Researchers at The Jackson Laboratory (JAX), the Broad Institute of MIT and Harvard, and Yale University, have used artificial intelligence to design thousands of new DNA switches that can precisely control the expression of a gene in different cell types. Their new approach opens the possibility of controlling when and where genes are expressed in the body, for the benefit of human health and medical research, in ways never before possible. 

"What is special about these synthetically designed elements is that they show remarkable specificity to the target cell type they were designed for," said Ryan Tewhey, an associate professor at The Jackson Laboratory and co-senior author of the work with Steven Reilly of Yale, and Pardis Sabeti of the Broad. "This creates the opportunity for us to turn the expression of a gene up or down in just one tissue without affecting the rest of the body."

In recent years, genetic editing technologies and other gene therapy approaches have given scientists the ability to alter the genes inside living cells. However, affecting genes only in selected cell types or tissues, rather than across an entire organism, has been difficult. That is in part because of the ongoing challenge of understanding the DNA switches, called cis-regulatory elements (CREs), that control the expression and repression of genes. 

In a paper published in Nature, Tewhey, Reilly, Sabeti, and their collaborators not only designed new, never-before-seen synthetic CREs, but used the CREs to successfully activate genes in brain, liver or blood cells without turning on those genes in other cell types. 

"The more we learn about the genome, the more we see evidence of the deep influence elements like CREs have on biological function," said Sabeti, who is a core institute member at Broad and a professor at Harvard University and the Harvard T. H. Chan School of Public Health. "By applying machine learning and molecular biology to the logic of when and where CREs work, we can leverage that knowledge using generative AI to build tools for modulating gene expression in new ways experimentally and, perhaps one day, therapeutically."

Although every cell in an organism contains the same genes, not all the genes are needed in every cell, or at all times.
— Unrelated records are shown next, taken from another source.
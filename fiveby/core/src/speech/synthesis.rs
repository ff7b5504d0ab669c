//! Speech synthesis
//!
//! [`Narrator`] speaks one utterance at a time. Each call to
//! [`Narrator::speak`] cancels whatever was playing, then waits for the engine
//! to report that the new utterance started. If it has not started within the
//! start timeout the utterance is cancelled and the call fails.
//!
//! [`QuestionAnnouncer`] reads out each newly asked question once.

use std::sync::atomic::{AtomicU64, Ordering};
use std::sync::Arc;
use std::time::Duration;

use async_trait::async_trait;
use tokio::sync::watch;

use super::SpeechError;
use crate::config::SpeechConfig;
use crate::events::{interpret, EventKey, GameEvent, Interpretation};
use crate::schema::{EventType, SessionSnapshot};

/// A text-to-speech engine
#[async_trait]
pub trait SynthesisEngine: Send + Sync {
    /// Whether the engine can run at all
    fn is_supported(&self) -> bool;

    /// Queue `text`; resolves once playback has started
    async fn speak(&self, text: &str) -> Result<(), String>;

    /// Stop anything playing or queued
    fn cancel(&self);
}

/// Narrator status as shown to a player
#[derive(Clone, Copy, Debug, Default, PartialEq, Eq)]
pub enum TtsStatus {
    /// Ready
    #[default]
    Idle,
    /// Waiting for playback to start
    Queued,
    /// Playing
    Speaking,
    /// No engine
    Unavailable,
    /// The last utterance failed
    Failed,
}

impl TtsStatus {
    /// Fixed status line
    #[must_use]
    pub fn status_text(self) -> &'static str {
        match self {
            Self::Idle => "TTS ready.",
            Self::Queued => "TTS: queued",
            Self::Speaking => "TTS: speaking...",
            Self::Unavailable => "TTS unavailable; read the question on screen.",
            Self::Failed => "TTS failed; read the question on screen.",
        }
    }
}

/// Single-utterance speaker
pub struct Narrator {
    engine: Arc<dyn SynthesisEngine>,
    start_timeout: Duration,
    generation: AtomicU64,
    status_tx: watch::Sender<TtsStatus>,
}

impl Narrator {
    /// Create a narrator with the given start timeout
    pub fn new(engine: Arc<dyn SynthesisEngine>, start_timeout: Duration) -> Self {
        let initial = if engine.is_supported() {
            TtsStatus::Idle
        } else {
            TtsStatus::Unavailable
        };
        let (status_tx, _) = watch::channel(initial);
        Self {
            engine,
            start_timeout,
            generation: AtomicU64::new(0),
            status_tx,
        }
    }

    /// Create a narrator from speech configuration
    pub fn from_config(engine: Arc<dyn SynthesisEngine>, config: &SpeechConfig) -> Self {
        Self::new(engine, config.synthesis_start_timeout())
    }

    /// Current status
    #[must_use]
    pub fn status(&self) -> TtsStatus {
        *self.status_tx.borrow()
    }

    /// Receive every status change
    #[must_use]
    pub fn subscribe(&self) -> watch::Receiver<TtsStatus> {
        self.status_tx.subscribe()
    }

    fn set_status(&self, generation: u64, status: TtsStatus) {
        if self.generation.load(Ordering::SeqCst) == generation {
            self.status_tx.send_replace(status);
        }
    }

    /// Speak `text`, replacing any utterance in progress
    pub async fn speak(&self, text: &str) -> Result<(), SpeechError> {
        if !self.engine.is_supported() {
            self.status_tx.send_replace(TtsStatus::Unavailable);
            return Err(SpeechError::SynthesisUnsupported);
        }
        let text = text.trim();
        if text.is_empty() {
            return Err(SpeechError::EmptyText);
        }

        let generation = self.generation.fetch_add(1, Ordering::SeqCst) + 1;
        self.engine.cancel();
        self.set_status(generation, TtsStatus::Queued);

        match tokio::time::timeout(self.start_timeout, self.engine.speak(text)).await {
            Ok(Ok(())) => {
                self.set_status(generation, TtsStatus::Speaking);
                Ok(())
            }
            Ok(Err(reason)) => {
                tracing::warn!(%reason, "speech synthesis failed to start");
                self.set_status(generation, TtsStatus::Failed);
                Err(SpeechError::StartFailed(reason))
            }
            Err(_) => {
                tracing::warn!(timeout = ?self.start_timeout, "speech synthesis did not start");
                if self.generation.load(Ordering::SeqCst) == generation {
                    self.engine.cancel();
                }
                self.set_status(generation, TtsStatus::Failed);
                Err(SpeechError::StartTimeout)
            }
        }
    }

    /// Cancel whatever is playing
    pub fn stop(&self) {
        let generation = self.generation.fetch_add(1, Ordering::SeqCst) + 1;
        self.engine.cancel();
        if self.engine.is_supported() {
            self.set_status(generation, TtsStatus::Idle);
        }
    }
}

// ============================================================================
// Question announcements
// ============================================================================

/// What [`QuestionAnnouncer::announce`] did
#[derive(Debug, PartialEq, Eq)]
pub enum Announcement {
    /// The last event is not a question
    Nothing,
    /// This question was already handled
    AlreadyAnnounced,
    /// The question was spoken
    Spoken,
    /// The question could not be spoken
    Failed(SpeechError),
    /// The question payload did not decode
    IncompatiblePayload,
}

/// Speaks each asked question once per `(session_id, created_at)`
#[derive(Debug, Default)]
pub struct QuestionAnnouncer {
    last: Option<EventKey>,
    question_text: Option<String>,
}

impl QuestionAnnouncer {
    /// Nothing announced yet
    #[must_use]
    pub fn new() -> Self {
        Self::default()
    }

    /// Text of the most recent question seen
    #[must_use]
    pub fn latest_question(&self) -> Option<&str> {
        self.question_text.as_deref()
    }

    /// Speak the snapshot's question if it is new
    pub async fn announce(
        &mut self,
        narrator: &Narrator,
        snapshot: &SessionSnapshot,
    ) -> Announcement {
        let Some(event) = snapshot.last_event.as_ref() else {
            return Announcement::Nothing;
        };
        if event.event_type != EventType::QuestionAsked {
            return Announcement::Nothing;
        }
        let key = EventKey::of(snapshot);
        if key.is_some() && self.last == key {
            return Announcement::AlreadyAnnounced;
        }
        self.last = key;

        let text = match interpret(event) {
            Interpretation::Decoded(GameEvent::QuestionAsked(data)) => data.question_text,
            _ => return Announcement::IncompatiblePayload,
        };
        self.question_text = Some(text.clone());

        match narrator.speak(&text).await {
            Ok(()) => Announcement::Spoken,
            Err(err) => Announcement::Failed(err),
        }
    }

    /// Speak the latest question again
    pub async fn repeat(&self, narrator: &Narrator) -> Announcement {
        let Some(text) = self.question_text.as_deref() else {
            return Announcement::Nothing;
        };
        match narrator.speak(text).await {
            Ok(()) => Announcement::Spoken,
            Err(err) => Announcement::Failed(err),
        }
    }
}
CREs help ensure that genes needed in the brain are not used by skin cells, for instance, or that genes required during early development are not activated in adults. CREs themselves are not part of genes, but are separate, regulatory DNA sequences – often located near the genes they control. 

Scientists know that there are thousands of different CREs in the human genome, each with slightly different roles. But the grammar of CREs has been hard to figure out, "with no straightforward rules that control what each CRE does," explained Rodrigo Castro, a computational scientist in the Tewhey lab at JAX and co-first author of the new paper. "This limits our ability to design gene therapies that only effect certain cell types in the human body."

"This project essentially asks the question: 'Can we learn to read and write the code of these regulatory elements?'" said Reilly, who is an assistant professor of genetics at Yale and one of the senior authors of the study. "If we think about it in terms of language, the grammar and syntax of these elements is poorly understood. And so, we tried to build machine learning methods that could learn a more complex code than we could do on our own."